This is funny, @
Jo Lande. I can easily see my SLI son saying those exact words. He's my Supervisor, and our relationship can get a tiny bit tense at times, but his complaints, especially about cleaning or my choice of furnishings, have some similarities to those of the SLI in your story.
I agree with your statement that ESE's can use public ridicule. I'll add public shaming to that, in my own case.
I was talking to a female cashier in a deli about Socionics and I told her that I could send her more information about her type if I had some way to contact her. She said she'd like that and wrote down her email address and handed it to me and I told her I'd send her the information in a day or so. Her ESE boss was observing this, and as I was going out the door, she followed me out and demanded that I give her the piece of paper that the cashier handed me, "Because she doesn't want you to have that". I was so surprised and felt instantly as if I had done something wrong, that I handed her the paper.

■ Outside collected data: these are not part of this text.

use thiserror::Error;

/// Errors that can occur while compiling a pattern.
///
/// Both variants are terminal: they are raised before any matching work
/// starts, and nothing is retried or partially returned. Once a pattern has
/// been compiled successfully, matching itself cannot fail.
#[derive(Error, Debug, Clone, Copy, PartialEq, Eq)]
pub enum Error {
    /// The pattern is not well-formed: unbalanced or empty groups, a bad or
    /// trailing escape, a quantifier that doesn't follow a closed group, or
    /// a non-ASCII character.
    #[error("invalid pattern")]
    InvalidPattern,

    /// The pattern needs more automaton states than the bitmask encoding
    /// used during determinization can hold.
    #[error("pattern needs more than 64 automaton states")]
    PatternTooComplex,
}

I didn't stop to consider the fact that the cashier had given it to me freely, or that it was none of the ESE's business, but I did consider that that bitch could make trouble for the cashier.
Man, the ESE's vectoring in on and exploiting my social weakness left me pissed off for days.

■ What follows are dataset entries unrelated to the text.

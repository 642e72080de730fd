use itertools::Itertools;
use log::debug;
use rustc_hash::FxHashSet;

use super::{Automaton, Label, StateId, Transition};
use crate::Error;

/// Largest NFA, in states, that can be determinized.
///
/// DFA states are `u64` bitmasks with one bit per NFA state, so an NFA
/// needing more states than a `u64` has bits fails with
/// [`Error::PatternTooComplex`] before any encoding happens.
pub const MAX_NFA_STATES: u32 = u64::BITS;

/// Converts an NFA into an equivalent DFA by subset construction.
///
/// Every NFA state `s` is re-expressed as the bitmask `1 << (s - 1)`, so a
/// set of NFA states collapses losslessly into the bitwise OR of its
/// members and no lookup table is needed. The DFA start state is the
/// epsilon-closure of the NFA start; from there, every reachable state set
/// is expanded once per distinct literal label until no new sets appear.
/// A DFA state accepts iff its mask contains the NFA accepting bit.
///
/// # Panics
///
/// Panics if the NFA has more than one accepting state; [`super::build_nfa`]
/// never produces one.
pub fn determinize(nfa: &Automaton) -> Result<Automaton, Error> {
    let accept_state = *nfa
        .accepting
        .iter()
        .exactly_one()
        .expect("NFA must have exactly one accepting state");

    let max_state = nfa
        .transitions
        .iter()
        .flat_map(|t| [t.from, t.to])
        .chain([nfa.start, accept_state])
        .max()
        .unwrap_or(nfa.start);
    if max_state > MAX_NFA_STATES as StateId {
        return Err(Error::PatternTooComplex);
    }

    let encode = |state: StateId| 1u64 << (state - 1);

    let transitions: Vec<Transition> = nfa
        .transitions
        .iter()
        .map(|t| Transition::new(encode(t.from), encode(t.to), t.label.clone()))
        .collect();
    let accept_mask = encode(accept_state);

    let labels: Vec<Label> = transitions
        .iter()
        .filter(|t| t.label != Label::Epsilon)
        .map(|t| t.label.clone())
        .unique()
        .collect();

    let start = collapse(&epsilon_closure(&transitions, [encode(nfa.start)]));

    let mut dfa_transitions: FxHashSet<Transition> = FxHashSet::default();
    let mut unmarked = vec![start];
    let mut visited = FxHashSet::default();
    visited.insert(start);

    while let Some(from) = unmarked.pop() {
        for label in &labels {
            let reachable = follow(&transitions, from, label);
            if reachable.is_empty() {
                continue;
            }
            let to = collapse(&epsilon_closure(&transitions, reachable));
            if visited.insert(to) {
                unmarked.push(to);
            }
            dfa_transitions.insert(Transition::new(from, to, label.clone()));
        }
    }

    // OR-collapsing never loses membership, so testing the accepting bit
    // marks every state that subsumes acceptance, not just the literal one.
    let mut accepting = FxHashSet::default();
    for state in dfa_transitions
        .iter()
        .flat_map(|t| [t.from, t.to])
        .chain([start])
    {
        if state & accept_mask == accept_mask {
            accepting.insert(state);
        }
    }

    debug!(
        "determinized NFA: {} DFA states, {} transitions",
        visited.len(),
        dfa_transitions.len()
    );

    Ok(Automaton { start, accepting, transitions: dfa_transitions })
}

/// Encoded NFA states reachable on `label` from any member of the state
/// set `from`.
fn follow(transitions: &[Transition], from: StateId, label: &Label) -> Vec<StateId> {
    let mut result = Vec::new();
    for member in expand(from) {
        for t in transitions {
            if t.from == member && t.label == *label && !result.contains(&t.to) {
                result.push(t.to);
            }
        }
    }
    result
}

/// States reachable from `seeds` using only epsilon edges, `seeds`
/// included. Worklist-based; visited states are never re-expanded, which
/// also breaks epsilon cycles.
fn epsilon_closure(
    transitions: &[Transition],
    seeds: impl IntoIterator<Item = StateId>,
) -> FxHashSet<StateId> {
    let mut closure: FxHashSet<StateId> = FxHashSet::default();
    let mut pending: Vec<StateId> = Vec::new();

    for seed in seeds {
        if closure.insert(seed) {
            pending.push(seed);
        }
    }
    while let Some(state) = pending.pop() {
        for t in transitions {
            if t.from == state && t.label == Label::Epsilon && closure.insert(t.to) {
                pending.push(t.to);
            }
        }
    }
    closure
}

/// Collapses a set of encoded states into the single state subsuming them.
fn collapse(states: &FxHashSet<StateId>) -> StateId {
    states.iter().fold(0, |acc, state| acc | state)
}

/// The individual encoded states stored in a collapsed state.
fn expand(state: StateId) -> impl Iterator<Item = StateId> {
    (0..MAX_NFA_STATES)
        .map(|bit| 1u64 << bit)
        .filter(move |mask| state & mask == *mask)
}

And, Jo Lande, I agree that no one should stay in a relationship where the participants do not respect each other.
*EDIT*
My SLI son did some work on a house with an ESE home remodeler. My son doesn't like to work with the guy and is ceaselessly critical of his work ethic and his handling of money.
As a person who has been Supervised all his life, first by my SLI father, then by my SLI ex-wife, and now by my SLI son, it's nice to see the tables turned a bit. I'd say that my SLI son's reaction to being supervised is a lot harsher than mine has been. Probably because of his greater sensitivity to Si pain. Lol.